June 19, 2013 | Posted by Joe Coughlin, Editor, The Wilmette Beacon
Only a fifth-grader, Reese Dekker has seen the face of cancer, and it smiled brilliantly. Reese has tagged along -and even brought friends -with her mother, Barrie, for a photoshoot with the organization Flashes of Hope, a nonprofit dedicated to developing uplifting portraits of children fighting life-threatening illnesses, specifically cancer.
Inspired by the experience, Reese got herself in the game. She partnered with fellow fifth-grader Emmett Burnside to spearhead the Highcrest Middle School Kick It For Children's Cancer, a kickball tournament, which debuted Thursday, June 13, at Howard Park in Wilmette.
Reese heard the story about a 10-year-old, cancer-stricken boy who loved kickball and is credited for founding Kick It to use his favorite game to accelerate a cure for the disease.
"I heard about it and I really, really like the idea of playing kickball to raise money for kids’ cancer research," Reese said.

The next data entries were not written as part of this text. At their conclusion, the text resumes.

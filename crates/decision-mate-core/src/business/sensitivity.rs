use rust_decimal::Decimal;
use rust_decimal_macros::dec;
use serde::{Deserialize, Serialize};
use std::collections::BTreeMap;

use crate::business::evaluator::compute_npv;
use crate::business::inputs::ProjectInputs;
use crate::error::DecisionError;
use crate::time_value;
use crate::types::{Money, Rate};
use crate::DecisionResult;

/// Parameters flexed by the tornado, in display order.
#[derive(Debug, Clone, Copy, PartialEq, Eq, PartialOrd, Ord, Hash, Serialize, Deserialize)]
pub enum SensitivityParameter {
    #[serde(rename = "CAPEX")]
    Capex,
    #[serde(rename = "OPEX")]
    Opex,
    #[serde(rename = "Cash Flow")]
    CashFlow,
    #[serde(rename = "Discount Rate")]
    DiscountRate,
}

impl SensitivityParameter {
    pub const ALL: [SensitivityParameter; 4] = [
        SensitivityParameter::Capex,
        SensitivityParameter::Opex,
        SensitivityParameter::CashFlow,
        SensitivityParameter::DiscountRate,
    ];

    pub fn label(&self) -> &'static str {
        match self {
            SensitivityParameter::Capex => "CAPEX",
            SensitivityParameter::Opex => "OPEX",
            SensitivityParameter::CashFlow => "Cash Flow",
            SensitivityParameter::DiscountRate => "Discount Rate",
        }
    }
}

/// How the downside Cash Flow scenario is derived.
#[derive(Debug, Clone, Copy, Default, PartialEq, Eq, Serialize, Deserialize)]
#[serde(rename_all = "snake_case")]
pub enum CashFlowMode {
    /// Downside is `(1 - 2δ)` applied to the already uplifted series, i.e.
    /// `net · (1 + δ)(1 - 2δ)`.
    #[default]
    Compounded,
    /// Downside is `net · (1 - δ)`, matching the other parameters.
    Symmetric,
}

#[derive(Debug, Clone, Serialize, Deserialize)]
pub struct SensitivityConfig {
    /// Relative perturbation applied in each direction (0.1 = ±10%)
    pub delta: Rate,
    pub cash_flow_mode: CashFlowMode,
}

impl Default for SensitivityConfig {
    fn default() -> Self {
        SensitivityConfig {
            delta: dec!(0.1),
            cash_flow_mode: CashFlowMode::Compounded,
        }
    }
}

/// NPV under the favourable and unfavourable perturbation of one parameter.
///
/// A side is `None` when its scenario is not computable, e.g. a perturbed
/// discount rate at or below -100%. The other bars are unaffected.
#[derive(Debug, Clone, Serialize, Deserialize)]
pub struct TornadoBar {
    pub parameter: SensitivityParameter,
    pub npv_high: Option<Money>,
    pub npv_low: Option<Money>,
    /// `|npv_high - npv_low|`, present only when both sides are
    pub impact: Option<Money>,
}

impl TornadoBar {
    fn from_scenarios(
        parameter: SensitivityParameter,
        high: DecisionResult<Money>,
        low: DecisionResult<Money>,
    ) -> Self {
        let npv_high = computable(parameter, "high", high);
        let npv_low = computable(parameter, "low", low);
        let impact = npv_high
            .zip(npv_low)
            .and_then(|(h, l)| h.checked_sub(l))
            .map(|swing| swing.abs());
        TornadoBar {
            parameter,
            npv_high,
            npv_low,
            impact,
        }
    }

    pub fn is_complete(&self) -> bool {
        self.impact.is_some()
    }
}

#[derive(Debug, Clone, Serialize, Deserialize)]
pub struct SensitivityReport {
    pub base_npv: Money,
    pub delta: Rate,
    pub cash_flow_mode: CashFlowMode,
    /// One bar per parameter, in [`SensitivityParameter::ALL`] order
    pub bars: Vec<TornadoBar>,
}

impl SensitivityReport {
    pub fn impact(&self, parameter: SensitivityParameter) -> Option<Money> {
        self.bars
            .iter()
            .find(|b| b.parameter == parameter)
            .and_then(|b| b.impact)
    }

    /// Impact of every parameter whose bar is complete.
    pub fn impacts(&self) -> BTreeMap<SensitivityParameter, Money> {
        self.bars
            .iter()
            .filter_map(|b| b.impact.map(|impact| (b.parameter, impact)))
            .collect()
    }

    /// Bars sorted by descending impact (tornado order). Incomplete bars go
    /// last; ties keep display order.
    pub fn ranked(&self) -> Vec<&TornadoBar> {
        let mut bars: Vec<&TornadoBar> = self.bars.iter().collect();
        bars.sort_by(|a, b| b.impact.cmp(&a.impact));
        bars
    }
}

/// One-at-a-time ±10% tornado.
pub fn sensitivity(inputs: &ProjectInputs) -> DecisionResult<SensitivityReport> {
    sensitivity_with(inputs, &SensitivityConfig::default())
}

pub fn sensitivity_with(
    inputs: &ProjectInputs,
    config: &SensitivityConfig,
) -> DecisionResult<SensitivityReport> {
    inputs.validate()?;
    if config.delta <= Decimal::ZERO || config.delta >= Decimal::ONE {
        return Err(DecisionError::invalid(
            "delta",
            "Perturbation must be strictly between 0 and 1",
        ));
    }

    let net = inputs.net_cash_flows()?;
    let pv_net = time_value::present_value(inputs.discount_rate, &net)?;
    let base_npv = compute_npv(inputs.capex, &net, inputs.discount_rate)?;

    let bars = SensitivityParameter::ALL
        .iter()
        .map(|&parameter| {
            let (high, low) = match parameter {
                SensitivityParameter::Capex => flex_capex(inputs.capex, pv_net, config.delta),
                SensitivityParameter::Opex => flex_opex(inputs, &net, config.delta),
                SensitivityParameter::CashFlow => flex_cash_flow(inputs, &net, config),
                SensitivityParameter::DiscountRate => flex_rate(inputs, &net, config.delta),
            };
            TornadoBar::from_scenarios(parameter, high, low)
        })
        .collect();

    Ok(SensitivityReport {
        base_npv,
        delta: config.delta,
        cash_flow_mode: config.cash_flow_mode,
        bars,
    })
}

// ---------------------------------------------------------------------------
// Per-parameter perturbations
// ---------------------------------------------------------------------------

type Scenarios = (DecisionResult<Money>, DecisionResult<Money>);

fn computable(
    parameter: SensitivityParameter,
    side: &str,
    npv: DecisionResult<Money>,
) -> Option<Money> {
    match npv {
        Ok(value) => Some(value),
        Err(e) => {
            tracing::debug!(parameter = parameter.label(), side, error = %e, "scenario not computable");
            None
        }
    }
}

fn scaled(value: Money, factor: Rate, metric: &str) -> DecisionResult<Money> {
    value
        .checked_mul(factor)
        .ok_or_else(|| DecisionError::overflow(metric, "in sensitivity scenario"))
}

fn scale_all(values: &[Money], factor: Rate, metric: &str) -> DecisionResult<Vec<Money>> {
    values.iter().map(|v| scaled(*v, factor, metric)).collect()
}

/// The capex term is replaced by the signed variations
/// `[-capex(1+δ), -capex(1-δ)]`; the smaller outlay is the high case.
fn flex_capex(capex: Money, pv_net: Money, delta: Rate) -> Scenarios {
    let with_outlay = |factor: Rate| -> DecisionResult<Money> {
        let outlay = scaled(capex, factor, "CAPEX")?;
        pv_net
            .checked_sub(outlay)
            .ok_or_else(|| DecisionError::overflow("CAPEX", "in sensitivity scenario"))
    };
    (
        with_outlay(Decimal::ONE - delta),
        with_outlay(Decimal::ONE + delta),
    )
}

/// Each year's flow has the base opex added back and the flexed opex taken off.
fn flex_opex(inputs: &ProjectInputs, net: &[Money], delta: Rate) -> Scenarios {
    let with_opex = |factor: Rate| -> DecisionResult<Money> {
        let flexed = scaled(inputs.opex, factor, "OPEX")?;
        let adjusted = net
            .iter()
            .map(|cf| {
                cf.checked_add(inputs.opex)
                    .and_then(|v| v.checked_sub(flexed))
                    .ok_or_else(|| DecisionError::overflow("OPEX", "in sensitivity scenario"))
            })
            .collect::<DecisionResult<Vec<Money>>>()?;
        compute_npv(inputs.capex, &adjusted, inputs.discount_rate)
    };
    (
        with_opex(Decimal::ONE - delta),
        with_opex(Decimal::ONE + delta),
    )
}

fn flex_cash_flow(inputs: &ProjectInputs, net: &[Money], config: &SensitivityConfig) -> Scenarios {
    let delta = config.delta;
    let uplift = Decimal::ONE + delta;
    let high = scale_all(net, uplift, "Cash Flow");
    let low = match config.cash_flow_mode {
        CashFlowMode::Compounded => scale_all(net, uplift, "Cash Flow")
            .and_then(|up| scale_all(&up, Decimal::ONE - dec!(2) * delta, "Cash Flow")),
        CashFlowMode::Symmetric => scale_all(net, Decimal::ONE - delta, "Cash Flow"),
    };

    let npv = |flows: Vec<Money>| compute_npv(inputs.capex, &flows, inputs.discount_rate);
    (high.and_then(&npv), low.and_then(&npv))
}

/// The lower rate is the high case. A perturbed rate at or below -100% makes
/// only that side not computable.
fn flex_rate(inputs: &ProjectInputs, net: &[Money], delta: Rate) -> Scenarios {
    let at_rate = |factor: Rate| -> DecisionResult<Money> {
        let rate = scaled(inputs.discount_rate, factor, "Discount Rate")?;
        compute_npv(inputs.capex, net, rate)
    };
    (
        at_rate(Decimal::ONE - delta),
        at_rate(Decimal::ONE + delta),
    )
}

Her pal, Emmett, was more than happy to partner with her, and the fundraising began. Two months of spreading the word, making presentations and gaining sponsorships paid off with four fields of kickball action, 120-plus adolescent participants and more than $9,500 raised.
"It's nice because if a lot of people come we know we're raising a lot of money for kids with cancer," Emmett said. "People that have cancer . . . might not get the best treatment, but this helps them get better treatment. It's nice to know we're helping people."
His partner felt the same way. "We're really excited that everyone is so eager to help as much as we are," Reese said.
On the fields, the kids -energized by a bright sun, lack of school and a day with friends - brought enthusiasm to every kicked ball, as benches erupted and boys and girls cheered each play. But the importance of the day wasn't lost in the fun and sun. Most children were wearing the benefit's t-shirts, which were funded by a donation from Wilmette Pet Shop.
Young philanthropists Emmett and Reese got over their nerves quickly while promoting their project walking into Wilmette businesses with confidence and gaining title sponsors. Those sponsors were all listed on the back of the t-shirt.
While that is a rather common practice for benefits, it meant a little something more to Barrie Dekker, who was amazed by the outpouring of Wilmette support in just two short months.
"On the back of these t-shirts are all the sponsors," Dekker said. "I'm kind of sentimental, but it's like the community has their back."